To prevent negative economic spillovers on other G24 members, the central banks of Emerging Markets and Developing Economies (EMDEs) have been asked to coordinate their inflation reactions responsibly.
The G24 claimed that despite COVID-19’s pushback decreasing, there is still no respite from the storm.
“COVID-19 is waning, but the global economic outlook has severely darkened as multiple compounding crises unfold. Global growth is slowing,” it said.
The committee made notice of the worrisome rise in poverty, hunger, water scarcity, cost of living pressures, and food and energy insecurity, which has exacerbated already-existing economic problems and heightened vulnerabilities in fragile nations.
“There will be no calm after the COVID-19 storm,” said Alvaro González Ricci, Governor of the Bank of Guatemala, and Chair of the Group of 24 countries, which gathered this week to discuss responses to the situation.
“Financial conditions are worsening. Policymakers, especially in advanced economies, have rapidly moved to curb higher than expected inflation by tightening monetary policy with sharp and repeated increases in interest rates, which bring currency depreciations and large capital outflows in emerging markets and developing economies (EMDEs),” González said.
González emphasized that the war in Ukraine exacerbates the issue of inflation by decreasing the world’s food supplies and causing energy and fertilizer shortages, which disproportionately hurt the weak and the poor while greatly increasing fiscal and economic pressures.
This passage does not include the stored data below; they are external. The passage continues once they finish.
//! UI rendering using ratatui
//!
//! Screens:
//! - Lobbies: every lobby with member count and latest message
//! - LobbyDetail: tabs for chat, match history, leaderboard and members
//!
//! Modals are drawn over the current screen.

use super::lobby::render_lobby_detail;
use crate::app::{AppCoordinator, CreateField, FlashKind, LogMatchForm, Modal, Screen, TextInput};
use crate::lobby::Lobby;
use crate::stats::MatchMode;
use crate::storage::KeyValueStore;
use ratatui::{
    prelude::*,
    widgets::{Block, Borders, Clear, List, ListItem, ListState, Paragraph},
};

/// Render the appropriate screen based on app state
pub fn render<S: KeyValueStore>(frame: &mut Frame, app: &AppCoordinator<S>) {
    let layout = Layout::default()
        .direction(Direction::Vertical)
        .constraints([
            Constraint::Length(3), // Header
            Constraint::Min(5),    // Body
            Constraint::Length(2), // Footer
        ])
        .split(frame.area());

    render_header(frame, layout[0], app);

    match &app.screen {
        Screen::Lobbies { selected } => {
            render_lobby_list(frame, layout[1], app.repo.lobbies(), *selected);
        }
        Screen::LobbyDetail {
            tab,
            chat_input,
            sort,
            ..
        } => match app.current_lobby() {
            Some(lobby) => render_lobby_detail(
                frame,
                layout[1],
                lobby,
                &app.session,
                *tab,
                chat_input,
                *sort,
            ),
            None => render_not_found(frame, layout[1]),
        },
    }

    render_footer(frame, layout[2], app);

    if let Some(modal) = &app.modal {
        render_modal(frame, modal);
    }
}

fn render_header<S: KeyValueStore>(frame: &mut Frame, area: Rect, app: &AppCoordinator<S>) {
    let block = Block::default()
        .borders(Borders::BOTTOM)
        .border_style(Style::default().fg(Color::DarkGray));
    let inner = block.inner(area);
    frame.render_widget(block, area);

    let header_layout = Layout::default()
        .direction(Direction::Horizontal)
        .constraints([Constraint::Length(14), Constraint::Min(0)])
        .split(inner);

    let logo = Paragraph::new("QuickCourt")
        .style(Style::default().fg(Color::Yellow).bold())
        .alignment(Alignment::Left);
    frame.render_widget(logo, header_layout[0]);

    let title = match app.current_lobby() {
        Some(lobby) => format!("{}  |  {}", lobby.name, app.session.display_name()),
        None => app.session.display_name().to_string(),
    };
    let user = Paragraph::new(title)
        .style(Style::default().fg(Color::Cyan).bold())
        .alignment(Alignment::Right);
    frame.render_widget(user, header_layout[1]);
}

/// Render the lobby list
fn render_lobby_list(frame: &mut Frame, area: Rect, lobbies: &[Lobby], selected: usize) {
    if lobbies.is_empty() {
        let empty = Paragraph::new("No lobbies yet.\n\nPress c to create one.")
            .style(Style::default().fg(Color::DarkGray))
            .alignment(Alignment::Center);
        frame.render_widget(empty, area);
        return;
    }

    let items: Vec<ListItem> = lobbies
        .iter()
        .enumerate()
        .map(|(i, lobby)| {
            let style = if i == selected {
                Style::default().fg(Color::Yellow).bold()
            } else {
                Style::default().fg(Color::White)
            };
            let prefix = if i == selected { "> " } else { "  " };
            let latest = lobby
                .last_message()
                .map(|m| format!("{}: {}", m.user.full_name, m.text))
                .unwrap_or_else(|| "No messages yet".to_string());

            ListItem::new(vec![
                Line::from(vec![
                    Span::styled(format!("{}{}", prefix, lobby.name), style),
                    Span::styled(
                        format!("  ({})", lobby.member_count_label()),
                        Style::default().fg(Color::DarkGray),
                    ),
                ]),
                Line::from(Span::styled(
                    format!("    {}", latest),
                    Style::default().fg(Color::Gray),
                )),
            ])
        })
        .collect();

    let list = List::new(items).block(
        Block::default()
            .borders(Borders::ALL)
            .title(format!(" Lobbies ({}) ", lobbies.len())),
    );
    frame.render_widget(list, area);
}

fn render_not_found(frame: &mut Frame, area: Rect) {
    let para = Paragraph::new("Lobby not found.\n\nPress Esc to go back.")
        .style(Style::default().fg(Color::Red))
        .alignment(Alignment::Center)
        .block(Block::default().borders(Borders::ALL));
    frame.render_widget(para, area);
}

fn render_footer<S: KeyValueStore>(frame: &mut Frame, area: Rect, app: &AppCoordinator<S>) {
    let layout = Layout::default()
        .direction(Direction::Vertical)
        .constraints([Constraint::Length(1), Constraint::Length(1)])
        .split(area);

    let mut status = Vec::new();
    if app.unsaved() {
        status.push(Span::styled(
            "[not saved] ",
            Style::default().fg(Color::Red).bold(),
        ));
    }
    if let Some(flash) = &app.flash {
        let color = match flash.kind {
            FlashKind::Info => Color::Green,
            FlashKind::Error => Color::Red,
        };
        status.push(Span::styled(flash.text.clone(), Style::default().fg(color)));
    }
    frame.render_widget(
        Paragraph::new(Line::from(status)).alignment(Alignment::Center),
        layout[0],
    );

    let help = Paragraph::new(help_text(app))
        .style(Style::default().fg(Color::DarkGray))
        .alignment(Alignment::Center);
    frame.render_widget(help, layout[1]);
}

fn help_text<S: KeyValueStore>(app: &AppCoordinator<S>) -> &'static str {
    use crate::app::DetailTab;

    match (&app.modal, &app.screen) {
        (Some(Modal::LogMatch(_)), _) => {
            "↑↓ Move  Space Select  w Winner  m Mode  s Sport  0-9 Score  Enter Save  Esc Cancel"
        }
        (Some(Modal::CreateLobby { .. }), _) => "Tab Next field  Enter Create  Esc Cancel",
        (Some(Modal::AddMember { .. }), _) => "Enter Add  Esc Cancel",
        (None, Screen::Lobbies { .. }) => "↑↓ Navigate  Enter Open  c Create  r Reload  o Sign out  q Quit",
        (None, Screen::LobbyDetail { tab, .. }) => match tab {
            DetailTab::Chat => "Type to chat  Enter Send  Tab Next tab  Esc Back",
            DetailTab::Matches => "l Log match  Tab Next tab  Esc Back",
            DetailTab::Leaderboard => "1-5 Sort column  Tab Next tab  Esc Back",
            DetailTab::Members => "a Add member  Tab Next tab  Esc Back",
        },
    }
}

/// A rectangle of at most `width` x `height` centered in `area`
fn centered_rect(width: u16, height: u16, area: Rect) -> Rect {
    let width = width.min(area.width);
    let height = height.min(area.height);
    Rect {
        x: area.x + (area.width - width) / 2,
        y: area.y + (area.height - height) / 2,
        width,
        height,
    }
}

fn render_modal(frame: &mut Frame, modal: &Modal) {
    let height = match modal {
        Modal::CreateLobby { .. } => 8,
        Modal::AddMember { .. } => 5,
        Modal::LogMatch(form) => u16::try_from(form.candidates.len())
            .unwrap_or(u16::MAX)
            .saturating_add(9),
    };
    let area = centered_rect(60, height, frame.area());
    frame.render_widget(Clear, area);

    let block = Block::default()
        .title(modal.title())
        .borders(Borders::ALL)
        .border_style(Style::default().fg(Color::Yellow));
    let inner = block.inner(area);
    frame.render_widget(block, area);

    let lines = match modal {
        Modal::LogMatch(form) => {
            render_log_match(frame, inner, form);
            return;
        }
        Modal::CreateLobby {
            name,
            description,
            focus,
        } => vec![
            field_line("Name", name, *focus == CreateField::Name),
            Line::default(),
            field_line("Description", description, *focus == CreateField::Description),
        ],
        Modal::AddMember { name } => vec![field_line("Name", name, true)],
    };
    frame.render_widget(Paragraph::new(lines), inner);
}

fn field_line<'a>(label: &'a str, input: &'a TextInput, focused: bool) -> Line<'a> {
    let style = if focused {
        Style::default().fg(Color::Cyan)
    } else {
        Style::default().fg(Color::Gray)
    };
    let cursor = if focused { "_" } else { "" };
    Line::from(vec![
        Span::styled(format!("{:<13}", format!("{}:", label)), Style::default().fg(Color::Gray)),
        Span::styled(format!("[{}]{}", input.value(), cursor), style),
    ])
}

/// Draft summary on top, then the candidate list scrolled to the cursor
fn render_log_match(frame: &mut Frame, area: Rect, form: &LogMatchForm) {
    let summary = log_match_summary(form);
    let layout = Layout::default()
        .direction(Direction::Vertical)
        .constraints([
            Constraint::Length(summary.len() as u16),
            Constraint::Min(0),
        ])
        .split(area);
    frame.render_widget(Paragraph::new(summary), layout[0]);

    let items: Vec<ListItem> = form
        .candidates
        .iter()
        .map(|name| ListItem::new(format!("{} {}", form.marker(name), name)))
        .collect();
    let list = List::new(items)
        .style(Style::default().fg(Color::White))
        .highlight_style(Style::default().fg(Color::Yellow).bold())
        .highlight_symbol("> ");
    let mut state = ListState::default().with_selected(Some(form.cursor));
    frame.render_stateful_widget(list, layout[1], &mut state);
}

fn log_match_summary(form: &LogMatchForm) -> Vec<Line<'_>> {
    let draft = &form.draft;
    let label = Style::default().fg(Color::Gray);
    let value = Style::default().fg(Color::White).bold();

    let (mode, winner) = match draft.mode() {
        MatchMode::Individual => (
            format!("Individual ({} selected)", draft.participants().len()),
            draft.winner().unwrap_or("-").to_string(),
        ),
        MatchMode::Team => (
            "Team".to_string(),
            draft
                .winning_side()
                .map(|side| side.label().to_string())
                .unwrap_or_else(|| "-".to_string()),
        ),
    };

    vec![
        Line::from(vec![
            Span::styled("Mode:   ", label),
            Span::styled(mode, value),
            Span::styled("    Sport: ", label),
            Span::styled(draft.sport().label(), value),
        ]),
        Line::from(vec![
            Span::styled("Score:  ", label),
            Span::styled(format!("[{}]", draft.score()), value),
        ]),
        Line::from(vec![
            Span::styled("Winner: ", label),
            Span::styled(winner, Style::default().fg(Color::Green).bold()),
        ]),
        Line::default(),
    ]
}

#[cfg(test)]
mod tests {
    use super::*;
    use crate::app::state::Flash;
    use crate::lobby::LobbyRepository;
    use crate::session::Session;
    use crate::storage::Storage;
    use ratatui::backend::TestBackend;

    fn app() -> AppCoordinator<Storage> {
        AppCoordinator::new(
            LobbyRepository::new(Storage::open_in_memory().unwrap()),
            Session::demo(),
        )
    }

    fn draw(app: &AppCoordinator<Storage>) -> String {
        let mut terminal = Terminal::new(TestBackend::new(100, 30)).unwrap();
        terminal.draw(|frame| render(frame, app)).unwrap();
        terminal
            .backend()
            .buffer()
            .content
            .iter()
            .map(|cell| cell.symbol())
            .collect()
    }

    #[test]
    fn test_lobby_list_renders() {
        let screen = draw(&app());
        assert!(screen.contains("QuickCourt"));
        assert!(screen.contains("Badminton Legends"));
        assert!(screen.contains("Sunday Football Club"));
        assert!(screen.contains("3 Members"));
        assert!(screen.contains("Alex Morgan"));
    }

    #[test]
    fn test_flash_and_unsaved_marker() {
        let mut app = app();
        app.flash = Some(Flash::error("Member name cannot be empty."));
        let screen = draw(&app);
        assert!(screen.contains("Member name cannot be empty."));
        assert!(!screen.contains("[not saved]"));
    }

    #[test]
    fn test_modals_render() {
        let mut app = app();
        app.modal = Some(Modal::create_lobby());
        assert!(draw(&app).contains("Create Lobby"));

        app.open_lobby("lobby-1");
        app.modal = Some(Modal::LogMatch(LogMatchForm::new(vec![
            "Alex Morgan".to_string(),
            "Jane Doe".to_string(),
        ])));
        let screen = draw(&app);
        assert!(screen.contains("Log Match"));
        assert!(screen.contains("Box Cricket"));
        assert!(screen.contains("> [ ] Alex Morgan"));
    }

    #[test]
    fn test_log_match_cursor_stays_visible() {
        let mut app = app();
        app.open_lobby("lobby-1");
        let candidates: Vec<String> = (1..=60).map(|i| format!("Player {:02}", i)).collect();
        let mut form = LogMatchForm::new(candidates);
        for _ in 0..59 {
            form.down();
        }
        app.modal = Some(Modal::LogMatch(form));

        let screen = draw(&app);
        assert!(screen.contains("> [ ] Player 60"));
        assert!(!screen.contains("Player 01"));
    }

    #[test]
    fn test_missing_lobby_placeholder() {
        let mut app = app();
        app.open_lobby("lobby-gone");
        assert!(draw(&app).contains("Lobby not found."));
    }

    #[test]
    fn test_tiny_terminal_does_not_panic() {
        let app = app();
        let mut terminal = Terminal::new(TestBackend::new(10, 4)).unwrap();
        terminal.draw(|frame| render(frame, &app)).unwrap();
    }

    #[test]
    fn test_centered_rect_clamps() {
        let area = Rect::new(0, 0, 20, 10);
        assert_eq!(centered_rect(60, 8, area), Rect::new(0, 1, 20, 8));
        assert_eq!(centered_rect(10, 4, area), Rect::new(5, 3, 10, 4));
    }
}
A recession would make these problems worse on all fronts, making it more important to make sure there are enough financing resources available.
Members of the G24 highlighted their worries that international financial institutions may not be equipped to respond to the current confluence of compounding problems because they have already stretched their lending to manage COVID.
“Warning lights are flashing and we must urge proactive efforts to expand their lending resources to support a more difficult recovery,” González said
The G24 members demanded increased assistance from the IMF, the World Bank Group, and other international financial institutions to provide timely and appropriate liquidity support as well as development financing, particularly for low-income countries and fragile economies. This support should also include adequate emergency financing.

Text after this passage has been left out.